I confess, this was a difficult draft because of the subject. I know it is silly but I feel the social pressures of my youth to not discuss such things openly. I say this because it resulted in some hesitation at the beginning of the poem before I found my way in. That way in was through the moon. The sickly speaker has often mentioned the moon in previous poems, so it was a natural way into a poem about her menstrual cycle returning. The poem begins.
Three nights after the full moon passed
its white sleeve through the bars of my window,
I feel the first cramp in my belly. No, lower.

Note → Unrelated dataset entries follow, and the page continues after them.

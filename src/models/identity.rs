//! Session identity resolved once per provisioning run.

use serde::{Deserialize, Serialize};

use crate::validate::{validate_owner_number, validate_session_token};
use crate::Result;

/// Operator-supplied identity that an instance is bound to.
///
/// Immutable after construction; fields are exposed through accessors only.
#[derive(Debug, Clone, Serialize, Deserialize, PartialEq, Eq)]
pub struct SessionIdentity {
    /// Session token, e.g. `kord_ai-abc123xyz`.
    #[serde(rename = "session")]
    session_token: String,
    /// Normalized owner contact number (digits only).
    #[serde(rename = "owner")]
    owner_number: String,
}

impl SessionIdentity {
    /// Build an identity from raw operator input, running both validators.
    ///
    /// # Errors
    ///
    /// Returns `AppError::Format` if either value is malformed.
    pub fn validated(session_token: &str, owner_number: &str) -> Result<Self> {
        Ok(Self {
            session_token: validate_session_token(session_token)?,
            owner_number: validate_owner_number(owner_number)?,
        })
    }

    /// Build an identity from values a trusted producer already resolved.
    ///
    /// No validation is performed; the preloaded credential record is
    /// accepted as-is.
    #[must_use]
    pub fn trusted(session_token: String, owner_number: String) -> Self {
        Self {
            session_token,
            owner_number,
        }
    }

    /// Session token as supplied.
    #[must_use]
    pub fn session_token(&self) -> &str {
        &self.session_token
    }

    /// Normalized owner number.
    #[must_use]
    pub fn owner_number(&self) -> &str {
        &self.owner_number
    }
}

The poem is in couplets again (12 of them), and I begin to worry about an overuse of this form, as I see that the last four drafts are also in couplets. Still, there is time to question whether the form matches the content when I get to the revision stage of each draft.
In the poem, the speaker has to reveal the return of her period to a nurse, as she has no access to the supplies she will need to deal with it, which then results in a group of whitecoats, more tests, and a call for a mystic (what the sickly speaker calls anyone who isn't a whitecoat, one of her normal doctors, or a nurse). The speaker ends the poem resigned to the poking and prodding most women are used to undergoing on a regular basis; however, she is also troubled, as I stated earlier, about the loss of any amount of healthy blood, which could mean a loss of strength and a longer wait until she gets released.
For the title, I turned to Traci Brimhall's Our Lady of the Ruins, since I'd just read it yesterday. In the last poem of the book, "Jubilee," I found this line: "I am red and reeking with the journey." It matched the poem very well; however, the speaker has had little chance to "reek" lately, as she is fever free and fairly contained in a clean space. So, I tweaked a bit to get "Red and Reeling with the Journey."
|Love this chart, all Latinate on such an ancient process.
In the meantime, my computer screen has now gone gray on me twice in the past week and both times I've been on Blogger. I'm sure the gods of technology have mislaid the memo, so let me remind everyone: This is the Summer of Sandy. No unexpected blips are allowed to occur. That is all.